MATERIALS PROVIDED START

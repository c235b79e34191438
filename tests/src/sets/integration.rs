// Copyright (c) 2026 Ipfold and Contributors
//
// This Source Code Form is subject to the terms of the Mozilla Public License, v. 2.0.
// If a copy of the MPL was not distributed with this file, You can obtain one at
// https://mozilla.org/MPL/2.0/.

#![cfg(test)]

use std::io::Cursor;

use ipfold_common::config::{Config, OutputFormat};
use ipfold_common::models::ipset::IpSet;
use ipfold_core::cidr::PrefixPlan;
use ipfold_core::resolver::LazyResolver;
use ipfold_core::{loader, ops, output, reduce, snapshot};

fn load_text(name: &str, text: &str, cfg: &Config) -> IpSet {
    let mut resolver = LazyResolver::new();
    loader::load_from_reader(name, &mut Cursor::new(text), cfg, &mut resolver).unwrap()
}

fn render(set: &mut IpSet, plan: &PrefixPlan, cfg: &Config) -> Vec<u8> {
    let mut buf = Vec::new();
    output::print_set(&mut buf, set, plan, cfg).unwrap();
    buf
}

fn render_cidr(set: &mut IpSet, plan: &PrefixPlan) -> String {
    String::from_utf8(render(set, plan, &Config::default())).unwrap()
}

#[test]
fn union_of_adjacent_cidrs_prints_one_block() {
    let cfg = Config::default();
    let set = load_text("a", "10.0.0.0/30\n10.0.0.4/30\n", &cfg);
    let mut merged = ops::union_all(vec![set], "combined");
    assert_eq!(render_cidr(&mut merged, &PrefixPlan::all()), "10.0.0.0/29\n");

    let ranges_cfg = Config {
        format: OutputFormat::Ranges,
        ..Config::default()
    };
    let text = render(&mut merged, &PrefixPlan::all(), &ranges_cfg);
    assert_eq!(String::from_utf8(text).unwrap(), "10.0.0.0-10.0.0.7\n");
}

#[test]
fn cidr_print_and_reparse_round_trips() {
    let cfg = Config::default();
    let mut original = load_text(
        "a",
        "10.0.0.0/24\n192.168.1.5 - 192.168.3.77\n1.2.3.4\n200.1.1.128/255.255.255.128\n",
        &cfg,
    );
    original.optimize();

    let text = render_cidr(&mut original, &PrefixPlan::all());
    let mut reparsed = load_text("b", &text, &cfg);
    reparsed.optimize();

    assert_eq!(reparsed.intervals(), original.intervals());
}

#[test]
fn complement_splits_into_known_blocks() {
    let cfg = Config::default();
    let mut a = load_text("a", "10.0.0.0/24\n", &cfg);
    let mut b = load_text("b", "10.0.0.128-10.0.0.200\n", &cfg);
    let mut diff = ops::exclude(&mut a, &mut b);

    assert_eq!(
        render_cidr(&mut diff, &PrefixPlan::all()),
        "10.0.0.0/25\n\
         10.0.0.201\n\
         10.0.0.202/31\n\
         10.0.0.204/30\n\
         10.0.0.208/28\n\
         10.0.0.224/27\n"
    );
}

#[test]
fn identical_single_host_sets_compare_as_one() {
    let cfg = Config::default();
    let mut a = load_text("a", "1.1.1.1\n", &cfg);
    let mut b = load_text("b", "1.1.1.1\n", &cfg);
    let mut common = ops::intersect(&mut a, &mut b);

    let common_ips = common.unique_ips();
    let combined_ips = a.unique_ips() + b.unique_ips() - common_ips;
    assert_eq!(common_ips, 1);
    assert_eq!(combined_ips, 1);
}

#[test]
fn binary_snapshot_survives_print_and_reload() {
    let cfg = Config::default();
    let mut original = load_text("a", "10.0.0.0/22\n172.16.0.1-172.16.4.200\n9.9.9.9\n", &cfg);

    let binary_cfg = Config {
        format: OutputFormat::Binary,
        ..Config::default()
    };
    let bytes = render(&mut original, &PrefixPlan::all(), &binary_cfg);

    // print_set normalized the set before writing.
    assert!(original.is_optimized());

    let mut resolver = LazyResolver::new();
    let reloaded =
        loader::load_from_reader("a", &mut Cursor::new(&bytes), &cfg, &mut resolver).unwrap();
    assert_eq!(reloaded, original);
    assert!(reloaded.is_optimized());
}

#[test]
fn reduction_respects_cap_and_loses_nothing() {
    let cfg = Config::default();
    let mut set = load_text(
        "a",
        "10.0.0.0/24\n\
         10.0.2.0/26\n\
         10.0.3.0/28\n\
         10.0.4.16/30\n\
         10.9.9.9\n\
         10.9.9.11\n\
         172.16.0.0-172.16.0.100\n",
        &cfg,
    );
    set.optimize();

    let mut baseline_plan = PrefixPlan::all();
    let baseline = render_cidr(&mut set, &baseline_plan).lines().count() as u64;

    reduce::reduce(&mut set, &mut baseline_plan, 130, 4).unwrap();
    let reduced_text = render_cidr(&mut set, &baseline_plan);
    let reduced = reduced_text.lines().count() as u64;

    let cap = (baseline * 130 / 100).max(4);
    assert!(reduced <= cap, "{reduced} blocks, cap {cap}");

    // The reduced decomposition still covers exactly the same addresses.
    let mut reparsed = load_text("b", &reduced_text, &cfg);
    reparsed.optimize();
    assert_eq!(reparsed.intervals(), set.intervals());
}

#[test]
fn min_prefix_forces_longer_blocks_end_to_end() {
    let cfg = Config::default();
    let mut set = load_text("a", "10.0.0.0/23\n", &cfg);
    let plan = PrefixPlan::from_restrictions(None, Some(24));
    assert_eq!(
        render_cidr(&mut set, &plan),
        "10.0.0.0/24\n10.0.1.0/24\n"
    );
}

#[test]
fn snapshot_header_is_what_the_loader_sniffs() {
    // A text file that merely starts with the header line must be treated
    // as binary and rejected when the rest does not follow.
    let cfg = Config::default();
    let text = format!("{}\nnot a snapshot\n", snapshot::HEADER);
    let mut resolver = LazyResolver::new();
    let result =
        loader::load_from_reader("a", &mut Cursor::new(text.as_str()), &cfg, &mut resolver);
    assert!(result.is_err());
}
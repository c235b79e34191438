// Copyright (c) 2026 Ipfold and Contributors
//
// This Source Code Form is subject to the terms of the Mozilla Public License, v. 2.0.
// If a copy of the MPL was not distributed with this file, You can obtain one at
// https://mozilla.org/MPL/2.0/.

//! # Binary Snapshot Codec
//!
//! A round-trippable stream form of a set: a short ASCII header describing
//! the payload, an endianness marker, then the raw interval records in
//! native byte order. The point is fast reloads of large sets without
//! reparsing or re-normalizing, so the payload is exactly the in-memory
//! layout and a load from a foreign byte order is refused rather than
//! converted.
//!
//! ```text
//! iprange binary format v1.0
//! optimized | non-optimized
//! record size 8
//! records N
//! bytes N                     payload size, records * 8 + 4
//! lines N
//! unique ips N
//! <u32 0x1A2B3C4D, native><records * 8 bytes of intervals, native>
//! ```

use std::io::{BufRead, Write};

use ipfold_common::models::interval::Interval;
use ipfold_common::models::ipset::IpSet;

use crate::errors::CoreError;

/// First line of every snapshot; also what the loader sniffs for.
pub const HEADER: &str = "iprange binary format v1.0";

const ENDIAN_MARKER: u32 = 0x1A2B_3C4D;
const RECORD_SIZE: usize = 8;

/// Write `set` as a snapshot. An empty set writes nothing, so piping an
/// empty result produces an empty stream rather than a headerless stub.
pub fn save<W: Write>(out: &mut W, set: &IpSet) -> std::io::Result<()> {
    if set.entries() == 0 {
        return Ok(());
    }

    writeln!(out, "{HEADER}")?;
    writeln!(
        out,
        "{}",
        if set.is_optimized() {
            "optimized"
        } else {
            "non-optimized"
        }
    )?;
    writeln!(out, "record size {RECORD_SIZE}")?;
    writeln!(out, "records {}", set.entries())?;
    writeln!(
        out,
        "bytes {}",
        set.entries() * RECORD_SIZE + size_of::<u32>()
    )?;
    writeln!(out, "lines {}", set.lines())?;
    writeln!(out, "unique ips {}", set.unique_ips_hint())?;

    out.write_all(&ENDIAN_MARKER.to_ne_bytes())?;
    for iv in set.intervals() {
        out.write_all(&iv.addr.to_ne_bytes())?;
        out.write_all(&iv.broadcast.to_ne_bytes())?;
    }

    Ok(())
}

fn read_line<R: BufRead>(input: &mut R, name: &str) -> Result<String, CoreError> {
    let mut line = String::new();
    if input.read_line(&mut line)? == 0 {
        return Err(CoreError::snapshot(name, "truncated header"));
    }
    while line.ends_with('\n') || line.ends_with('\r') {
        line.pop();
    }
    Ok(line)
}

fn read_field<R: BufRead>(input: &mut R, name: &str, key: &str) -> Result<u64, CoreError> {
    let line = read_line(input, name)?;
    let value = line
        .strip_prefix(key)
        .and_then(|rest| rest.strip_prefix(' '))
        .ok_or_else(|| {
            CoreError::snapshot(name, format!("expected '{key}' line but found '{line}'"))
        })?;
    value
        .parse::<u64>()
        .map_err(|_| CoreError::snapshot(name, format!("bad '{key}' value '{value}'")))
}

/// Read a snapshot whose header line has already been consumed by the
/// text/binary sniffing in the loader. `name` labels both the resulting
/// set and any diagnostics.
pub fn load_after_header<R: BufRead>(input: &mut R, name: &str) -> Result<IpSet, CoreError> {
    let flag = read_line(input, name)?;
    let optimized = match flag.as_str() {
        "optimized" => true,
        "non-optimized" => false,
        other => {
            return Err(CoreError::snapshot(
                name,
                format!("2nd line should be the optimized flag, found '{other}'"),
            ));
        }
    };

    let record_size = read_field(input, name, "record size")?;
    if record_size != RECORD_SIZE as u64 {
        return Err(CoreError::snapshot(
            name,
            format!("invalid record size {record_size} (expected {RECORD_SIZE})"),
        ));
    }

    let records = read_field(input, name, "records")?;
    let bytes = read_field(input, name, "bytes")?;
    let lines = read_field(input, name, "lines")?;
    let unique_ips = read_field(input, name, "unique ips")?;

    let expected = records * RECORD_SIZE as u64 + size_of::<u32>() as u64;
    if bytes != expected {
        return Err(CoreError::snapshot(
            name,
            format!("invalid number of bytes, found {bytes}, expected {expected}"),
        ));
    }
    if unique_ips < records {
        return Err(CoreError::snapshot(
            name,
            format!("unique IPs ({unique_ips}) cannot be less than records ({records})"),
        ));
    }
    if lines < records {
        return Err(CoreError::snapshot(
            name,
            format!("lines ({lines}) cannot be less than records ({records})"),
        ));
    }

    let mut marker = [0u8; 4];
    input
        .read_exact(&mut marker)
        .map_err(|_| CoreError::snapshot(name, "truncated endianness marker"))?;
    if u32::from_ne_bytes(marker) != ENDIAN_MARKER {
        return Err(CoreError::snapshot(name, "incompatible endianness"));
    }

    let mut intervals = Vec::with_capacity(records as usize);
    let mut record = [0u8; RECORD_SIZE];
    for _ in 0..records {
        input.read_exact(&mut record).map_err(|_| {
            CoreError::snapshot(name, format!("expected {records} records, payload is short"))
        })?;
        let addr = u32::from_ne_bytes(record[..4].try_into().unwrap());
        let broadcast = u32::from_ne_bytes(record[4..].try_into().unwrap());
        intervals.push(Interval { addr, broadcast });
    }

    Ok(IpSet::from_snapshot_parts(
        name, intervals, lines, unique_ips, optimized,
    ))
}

MATERIALS PROVIDED END

◆ AIM OF THE EXERCISE ◆
Where in the entries above does the word "original" appear? Copy each line that has it.

◆ SOLUTION ◆
    let mut original = load_text(
    original.optimize();
    let text = render_cidr(&mut original, &PrefixPlan::all());
    assert_eq!(reparsed.intervals(), original.intervals());
    let mut original = load_text("a", "10.0.0.0/22\n172.16.0.1-172.16.4.200\n9.9.9.9\n", &cfg);
    let bytes = render(&mut original, &PrefixPlan::all(), &binary_cfg);
    assert!(original.is_optimized());
    assert_eq!(reloaded, original);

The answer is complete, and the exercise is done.